**What the task asks**
Take from the listing each line that has the string "ExitCode".

**Data**
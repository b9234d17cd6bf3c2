use std::sync::atomic::AtomicBool;

use tracing::Level;

static IS_INIT: AtomicBool = AtomicBool::new(false);

/// Installs the global subscriber once. Safe to call from every entry point,
/// later calls are no-ops.
pub fn init() {
  use tracing_subscriber::{fmt, prelude::*, EnvFilter};
  if !IS_INIT.swap(true, std::sync::atomic::Ordering::SeqCst) {
    tracing_subscriber::registry()
      .with(fmt::layer())
      .with(EnvFilter::from_default_env())
      .with(
        tracing_subscriber::filter::Targets::new().with_targets(vec![("packout", Level::TRACE)]),
      )
      .init();
  }
}
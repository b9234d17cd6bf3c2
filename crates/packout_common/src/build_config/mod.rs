pub mod filename_template;
pub mod framework_plugin;
pub mod normalized_build_config;

use std::path::{Path, PathBuf};

use schemars::JsonSchema;
use serde::{Deserialize, Serialize};

use crate::FrameworkPlugin;

/// The build configuration as users write it, usually in
/// `packout.config.json`. Every field is optional, missing ones pick up
/// defaults during normalization.
#[derive(Debug, Default, Clone, Deserialize, Serialize, JsonSchema)]
#[serde(rename_all = "camelCase", deny_unknown_fields)]
pub struct BuildConfig {
  // --- Project
  pub root: Option<PathBuf>,
  pub plugins: Option<Vec<FrameworkPlugin>>,

  // --- Output
  pub output: Option<OutputOptions>,
}

#[derive(Debug, Default, Clone, Deserialize, Serialize, JsonSchema)]
#[serde(rename_all = "camelCase", deny_unknown_fields)]
pub struct OutputOptions {
  pub dir: Option<String>,
  pub entry_file_names: Option<String>,
  pub chunk_file_names: Option<String>,
  pub asset_file_names: Option<String>,
  pub empty_out_dir: Option<bool>,
}

impl BuildConfig {
  pub const DEFAULT_FILE_NAME: &'static str = "packout.config.json";

  /// Loads a configuration from a JSON file.
  pub fn from_json_file(path: impl AsRef<Path>) -> anyhow::Result<Self> {
    let path = path.as_ref();
    let content = std::fs::read_to_string(path)
      .map_err(|error| anyhow::anyhow!("Failed to read config file {}: {error}", path.display()))?;
    serde_json::from_str(&content)
      .map_err(|error| anyhow::anyhow!("Failed to parse config file {}: {error}", path.display()))
  }
}

#[test]
fn test_parse_full_config() {
  let config: BuildConfig = serde_json::from_str(
    r#"{
      "plugins": ["vue"],
      "output": {
        "dir": "./../static/",
        "entryFileNames": "asset/[name].js",
        "chunkFileNames": "asset/[name].js",
        "assetFileNames": "asset/[name].[ext]"
      }
    }"#,
  )
  .unwrap();

  assert_eq!(config.plugins, Some(vec![FrameworkPlugin::Vue]));
  let output = config.output.unwrap();
  assert_eq!(output.dir.as_deref(), Some("./../static/"));
  assert_eq!(output.entry_file_names.as_deref(), Some("asset/[name].js"));
  assert_eq!(output.chunk_file_names.as_deref(), Some("asset/[name].js"));
  assert_eq!(output.asset_file_names.as_deref(), Some("asset/[name].[ext]"));
  assert_eq!(output.empty_out_dir, None);
}

#[test]
fn test_empty_config_is_all_defaults() {
  let config: BuildConfig = serde_json::from_str("{}").unwrap();
  assert!(config.root.is_none());
  assert!(config.plugins.is_none());
  assert!(config.output.is_none());
}

#[test]
fn test_unknown_keys_are_rejected() {
  assert!(serde_json::from_str::<BuildConfig>(r#"{ "outDir": "dist" }"#).is_err());
  assert!(serde_json::from_str::<BuildConfig>(r#"{ "output": { "file": "main.js" } }"#).is_err());
}

#[test]
fn test_config_survives_a_serde_round_trip() {
  let config: BuildConfig = serde_json::from_str(
    r#"{
      "root": "/app/front_ui",
      "plugins": ["vue"],
      "output": {
        "dir": "./../static/",
        "entryFileNames": "asset/[name].js",
        "chunkFileNames": "asset/[name].js",
        "assetFileNames": "asset/[name].[ext]",
        "emptyOutDir": true
      }
    }"#,
  )
  .unwrap();

  let json = serde_json::to_string(&config).unwrap();
  let reparsed: BuildConfig = serde_json::from_str(&json).unwrap();

  assert_eq!(serde_json::to_value(&config).unwrap(), serde_json::to_value(&reparsed).unwrap());
  assert_eq!(reparsed.plugins, Some(vec![FrameworkPlugin::Vue]));
  let output = reparsed.output.unwrap();
  assert_eq!(output.dir.as_deref(), Some("./../static/"));
  assert_eq!(output.empty_out_dir, Some(true));
}
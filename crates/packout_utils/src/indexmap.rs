use rustc_hash::FxBuildHasher;

pub type FxIndexMap<K, V> = indexmap::IndexMap<K, V, FxBuildHasher>;
pub type FxIndexSet<K> = indexmap::IndexSet<K, FxBuildHasher>;
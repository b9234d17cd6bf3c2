mod args;
mod types;

use std::{process::ExitCode, time::Instant};

use ansi_term::Colour;
use args::{EnhanceArgs, InputArgs, OutputArgs};
use clap::Parser;

use packout::{
  BuildConfig, BuildError, BuildProduct, EmitPlan, Emitter, Output, OutputOptions, ProductKind,
  StrOrBytes,
};

#[derive(Parser)]
#[command(version, about, long_about = None)]
struct Commands {
  #[clap(flatten)]
  input: InputArgs,

  #[clap(flatten)]
  output: OutputArgs,

  #[clap(flatten)]
  enhance: EnhanceArgs,
}

fn load_config(args: &InputArgs) -> anyhow::Result<BuildConfig> {
  if let Some(path) = &args.config {
    return BuildConfig::from_json_file(path);
  }

  let root = match &args.root {
    Some(root) => root.clone(),
    None => std::env::current_dir()?,
  };

  let default = root.join(BuildConfig::DEFAULT_FILE_NAME);
  if default.exists() { BuildConfig::from_json_file(default) } else { Ok(BuildConfig::default()) }
}

fn apply_overrides(config: &mut BuildConfig, args: &Commands) {
  if args.input.root.is_some() {
    config.root = args.input.root.clone();
  }

  if let Some(plugins) = &args.enhance.plugin {
    config.plugins = Some(plugins.iter().map(|plugin| plugin.clone().into()).collect());
  }

  let overrides = &args.output;
  let output = config.output.get_or_insert_with(OutputOptions::default);

  if overrides.dir.is_some() {
    output.dir = overrides.dir.clone();
  }

  if overrides.entry_file_names.is_some() {
    output.entry_file_names = overrides.entry_file_names.clone();
  }

  if overrides.chunk_file_names.is_some() {
    output.chunk_file_names = overrides.chunk_file_names.clone();
  }

  if overrides.asset_file_names.is_some() {
    output.asset_file_names = overrides.asset_file_names.clone();
  }

  if overrides.empty_out_dir.is_some() {
    output.empty_out_dir = overrides.empty_out_dir;
  }
}

fn read_product(kind: ProductKind, spec: &str) -> anyhow::Result<BuildProduct> {
  let (name, path) = match spec.split_once('=') {
    Some((name, path)) => (Some(name), path),
    None => (None, spec),
  };

  let bytes = std::fs::read(path)
    .map_err(|error| anyhow::anyhow!("Failed to read {kind} file {path}: {error}"))?;

  let source = match String::from_utf8(bytes) {
    Ok(code) => StrOrBytes::from(code),
    Err(error) => StrOrBytes::from(error.into_bytes()),
  };

  let mut product = BuildProduct::new(kind, source).with_origin(path);
  if let Some(name) = name {
    product = product.with_name(name);
  }

  Ok(product)
}

fn collect_products(args: &InputArgs) -> anyhow::Result<Vec<BuildProduct>> {
  let mut products = Vec::new();

  for (kind, specs) in [
    (ProductKind::Entry, &args.input),
    (ProductKind::Chunk, &args.chunk),
    (ProductKind::Asset, &args.asset),
  ] {
    for spec in specs.iter().flatten() {
      products.push(read_product(kind, spec)?);
    }
  }

  Ok(products)
}

fn print_planned_files(plan: &EmitPlan) {
  let dim = Colour::White.dimmed();

  for file in &plan.files {
    println!(
      "{}{} {}",
      dim.paint("<DIR>/"),
      Colour::Cyan.paint(file.filename.as_str()),
      dim.paint(format!("({})", file.kind)),
    );
  }
}

fn print_outputs(outputs: Vec<Output>) {
  let mut left = 0;
  let mut right = 0;

  let mut rows = Vec::with_capacity(outputs.len());

  for output in outputs {
    let size = format!("{:.2}", output.content_as_bytes().len() as f64 / 1024.0);

    let (filename, kind) = match output {
      Output::Chunk(chunk) if chunk.is_entry => (chunk.filename, "entry"),
      Output::Chunk(chunk) => (chunk.filename, "chunk"),
      Output::Asset(asset) => (asset.filename, "asset"),
    };

    if size.len() > right {
      right = size.len();
    }

    if filename.len() > left {
      left = filename.len()
    }

    rows.push((filename, size, kind));
  }

  let dim = Colour::White.dimmed();
  let color = Colour::Cyan;

  for (filename, size, kind) in rows {
    let filename_len = filename.len();

    println!(
      "{}{}{:left$} {}{}{:right$}{} kB",
      dim.paint("<DIR>/"),
      color.paint(filename.as_str()),
      "",
      dim.paint(kind),
      dim.paint(" │ size: "),
      "",
      size,
      left = left - filename_len,
      right = right - size.len()
    )
  }
}

fn print_errors(errors: &BuildError) -> ExitCode {
  for error in &**errors {
    println!("{} {}", Colour::Red.paint("Error:"), error);
  }

  ExitCode::FAILURE
}

#[tokio::main]
async fn main() -> ExitCode {
  let args = Commands::parse();

  let mut config = match load_config(&args.input) {
    Ok(config) => config,
    Err(error) => {
      println!("{} {}", Colour::Red.paint("Error:"), error);
      return ExitCode::FAILURE;
    }
  };

  apply_overrides(&mut config, &args);

  let products = match collect_products(&args.input) {
    Ok(products) => products,
    Err(error) => {
      println!("{} {}", Colour::Red.paint("Error:"), error);
      return ExitCode::FAILURE;
    }
  };

  let mut emitter = Emitter::new(config);

  if args.enhance.print_config {
    println!("{:#?}", emitter.options());
    return ExitCode::SUCCESS;
  }

  let start = Instant::now();

  if args.enhance.dry_run {
    match emitter.plan(&products).await {
      Ok(plan) => {
        if !args.enhance.silent {
          for warning in emitter.warnings() {
            println!("{} {}", Colour::Yellow.paint("Warning:"), warning);
          }

          print_planned_files(&plan);
        }
      }
      Err(errors) => return print_errors(&errors),
    }
  } else {
    match emitter.write(products).await {
      Ok(output) => {
        if !args.enhance.silent {
          // Print warnings
          for warning in output.warnings {
            println!("{} {}", Colour::Yellow.paint("Warning:"), warning);
          }

          // Print emitted files
          if !output.assets.is_empty() {
            print_outputs(output.assets);
          }
        }
      }
      Err(errors) => return print_errors(&errors),
    }
  }

  let elapsed = format!("{:.2} ms", start.elapsed().as_secs_f64() * 1000.0);
  println!("\n{} Finished in {}", Colour::Green.paint("✔"), Colour::White.bold().paint(elapsed));

  ExitCode::SUCCESS
}
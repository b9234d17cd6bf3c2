use std::sync::Arc;

use itertools::Itertools;
use packout_common::{BuildConfig, BuildProduct, NormalizedBuildConfig};
use packout_error::BuildResult;
use packout_fs::{FileSystem, OsFileSystem};
use tracing::instrument;

use crate::{
  stages::{plan::PlanStage, write::WriteStage},
  types::{SharedConfig, emit_output::EmitOutput, emit_plan::EmitPlan},
  utils::normalize_config::normalize_config,
};

/// Takes finished build products and puts them into the configured output
/// layout. The configuration is normalized once and never changes afterwards.
pub struct Emitter<Fs: FileSystem = OsFileSystem> {
  pub(crate) fs: Fs,
  pub(crate) options: SharedConfig,
  pub(crate) warnings: Vec<anyhow::Error>,
}

impl Emitter {
  pub fn new(config: BuildConfig) -> Self {
    Self::with_file_system(config, OsFileSystem)
  }
}

impl<Fs: FileSystem> Emitter<Fs> {
  pub fn with_file_system(config: BuildConfig, fs: Fs) -> Self {
    packout_tracing::init();

    let options = normalize_config(config);

    let warnings = options
      .plugins
      .iter()
      .duplicates()
      .map(|plugin| {
        anyhow::anyhow!(
          "Plugin \"{plugin}\" ({}) is declared more than once.",
          plugin.package_name()
        )
      })
      .collect();

    Emitter { fs, options: Arc::new(options), warnings }
  }

  pub fn options(&self) -> &NormalizedBuildConfig {
    &self.options
  }

  /// Warnings gathered outside an emit, currently config lint findings.
  pub fn warnings(&self) -> &[anyhow::Error] {
    &self.warnings
  }

  /// Decides where every product would land without writing anything.
  #[instrument(skip_all)]
  pub async fn plan(&self, products: &[BuildProduct]) -> BuildResult<EmitPlan> {
    tracing::debug!("{:#?}", self.options);
    PlanStage::new(&self.options).plan(products).await
  }

  /// Plans the products and writes them below the configured output
  /// directory.
  #[instrument(skip_all)]
  pub async fn write(&mut self, products: Vec<BuildProduct>) -> BuildResult<EmitOutput> {
    tracing::debug!("{:#?}", self.options);

    let plan = PlanStage::new(&self.options).plan(&products).await?;

    let mut warnings = std::mem::take(&mut self.warnings);
    let assets =
      WriteStage::new(&self.fs, &self.options).write(&plan, products, &mut warnings).await?;

    Ok(EmitOutput { assets, warnings })
  }
}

**Response area**
use std::{process::ExitCode, time::Instant};
fn print_errors(errors: &BuildError) -> ExitCode {
  ExitCode::FAILURE
async fn main() -> ExitCode {
      return ExitCode::FAILURE;
      return ExitCode::FAILURE;
    return ExitCode::SUCCESS;
  ExitCode::SUCCESS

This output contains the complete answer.